Clinical Study of Differential Diagnosis between Childhood Convulsive Disorders and Nonepileptic Paroxysmal Disorders.
- Author:
Jong Ho KIM
1
;
Kwang Soo OH
Author Information
1. Department of Pediatrics, Wonkwang University School of Medicine Iksan, Korea.

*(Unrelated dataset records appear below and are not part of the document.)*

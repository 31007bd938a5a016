//! Configuration management subsystem.
//!
//! # Data Flow
//! ```text
//! config file (TOML)
//!     → loader.rs (parse & deserialize)
//!     → validation.rs (semantic checks)
//!     → GatewayConfig (validated, immutable)
//!     → shared via Arc to all subsystems
//! ```
//!
//! # Design Decisions
//! - Config is immutable once loaded; changes require a restart
//! - All fields have defaults to allow minimal configs
//! - Validation separates syntactic (serde) from semantic checks

pub mod loader;
pub mod schema;
pub mod validation;

pub use loader::{load_config, ConfigError};
pub use schema::{
    EndpointLimit, GatewayConfig, LimitsConfig, ListenerConfig, ObservabilityConfig,
    RateLimitConfig, RedisConfig, TimeoutConfig, TokenConfig,
};
//! Form submission gateway.
//!
//! A bot-resistant admission service for contact and newsletter forms,
//! built with Tokio and Axum.
//!
//! # Architecture Overview
//!
//! ```text
//!                    ┌───────────────────────────────────────────────┐
//!                    │                 FORM GATEWAY                   │
//!                    │                                                │
//!   POST /api/…      │  ┌─────────┐   ┌───────────┐   ┌───────────┐  │
//!   ─────────────────┼─▶│  http   │──▶│ rate      │──▶│ honeypot  │  │
//!                    │  │ server  │   │ limiter   │   │ + token   │  │
//!                    │  └─────────┘   └───────────┘   └─────┬─────┘  │
//!                    │                                      │        │
//!                    │                                      ▼        │
//!   200 / 400 / 429  │  ┌─────────┐   ┌───────────┐   ┌───────────┐  │
//!   ◀────────────────┼──│response │◀──│ recorder  │◀──│ validator │  │
//!                    │  └─────────┘   └───────────┘   └───────────┘  │
//!                    │                                                │
//!                    │  ┌──────────────────────────────────────────┐ │
//!                    │  │          Cross-Cutting Concerns           │ │
//!                    │  │  ┌────────┐ ┌─────────────┐ ┌──────────┐ │ │
//!                    │  │  │ config │ │observability│ │lifecycle │ │ │
//!                    │  │  └────────┘ └─────────────┘ └──────────┘ │ │
//!                    │  └──────────────────────────────────────────┘ │
//!                    └───────────────────────────────────────────────┘
//! ```

use std::path::PathBuf;

use clap::Parser;
use tokio::net::TcpListener;

use form_gateway::config::{load_config, GatewayConfig};
use form_gateway::observability::{logging, metrics};
use form_gateway::{HttpServer, Shutdown};

#[derive(Parser)]
#[command(name = "form-gateway", version, about = "Bot-resistant form submission gateway")]
struct Cli {
    /// Path to the TOML configuration file. Defaults apply when omitted.
    #[arg(short, long)]
    config: Option<PathBuf>,
}

#[tokio::main]
async fn main() -> Result<(), Box<dyn std::error::Error>> {
    let cli = Cli::parse();

    let config = match &cli.config {
        Some(path) => load_config(path)?,
        None => GatewayConfig::default(),
    };

    logging::init_logging(config.observability.log_json);
    tracing::info!("form-gateway v0.1.0 starting");
    tracing::info!(
        bind_address = %config.listener.bind_address,
        contact_limit = config.rate_limit.contact.max_requests,
        contact_window_secs = config.rate_limit.contact.window_secs,
        distributed = config.redis.url.is_some(),
        "Configuration loaded"
    );

    if config.observability.metrics_enabled {
        // Address validity was checked at config load.
        if let Ok(addr) = config.observability.metrics_address.parse() {
            metrics::init_metrics(addr);
        }
    }

    let listener = TcpListener::bind(&config.listener.bind_address).await?;
    tracing::info!(address = %listener.local_addr()?, "Listening for connections");

    let shutdown = Shutdown::new();
    shutdown.trigger_on_ctrl_c();

    let server = HttpServer::new(config).await;
    server.run(listener, shutdown.subscribe()).await?;

    tracing::info!("Shutdown complete");
    Ok(())
}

- Publication Type:Original Article
- Keywords:
Convulsive disorder;
Children, Nonepileptic;
Differential Diagnosis
- MeSH:
Anticonvulsants;
Breath Holding;
Diagnosis;
Diagnosis, Differential*;
Diagnostic Errors;
Dystonia;
Electroencephalography;
Epilepsy;
Eye Movements;
Headache;
Humans;
Incidence;
Masturbation;
Movement Disorders;
Myoclonus;
Nervous System Diseases;
Neurology;
Retrospective Studies;
Sleep Wake Disorders;
Syncope;
Tics;
Unconsciousness
- From:
Journal of the Korean Child Neurology Society
1999;6(2):306-313
- CountryRepublic of Korea
- Language:Korean
-
Abstract:
PURPOSE: Many neurologic and psychiatric behaviors can mimic epileptic seizures. Making a diagnosis of these nonepileptic paroxysmal disorders is very important to prevent inappropriate use of antiepileptic drugs. We studied the clinical characteristics of nonepileptic paroxysmal events in order to help differentiate them from true epileptic seizures. METHODS: We retrospectively reviewed 77 patients aged 2 months-15 years who visited the Pediatric Neurology clinic from January, 1990 to January, 1999 for evaluation of seizure disorders who were diagnosed as having nonepileptic paroxysmal disorders. RESULTS: Nonepileptic paroxysmal disorders were classified into 6 major groups as follows : movement disorders 19 cases (23.5%), respiratory disorders 16 (19.8%), loss of consciousness or tone 15 (18.5%), drug-induced dystonia 14 (17.3%), behavioral disorders 12 (14.8%), and perceptual disturbances 5 (6.1%). The final diagnoses of the 6 major groups were as follows : breath holding spell 16 cases (19.8%), syncope 14 (17.3%), drug-induced dystonia 14 (17.3%), pseudoseizure 6 (7.4%), sleep disorders 5 (6.1%), tics 4 (4.9%), headache 4 (4.9%), temper tantrum 4 (4.9%), sleep myoclonus 3 (3.7%), paroxysmal choreoathetosis 2 (2.5%), and masturbation 2 (2.5%). Five of the 77 patients also had idiopathic epilepsy. Breath holding spell is common in 2 months-6 years of age, syncope in 2-15 years, and pseudoseizure in 6-15 years. Monitoring in patients with pseudoseizure and abnormal eye movement with video EEG is helpful for diagnosis. CONCLUSION: Nonepileptic neurologic disorders are common and show a different incidence according to age group. The exact diagnosis of nonepileptic paroxysmal disorders using video EEG, is very important for preventing misdiagnosis and inappropriate use of antiepileptic drugs.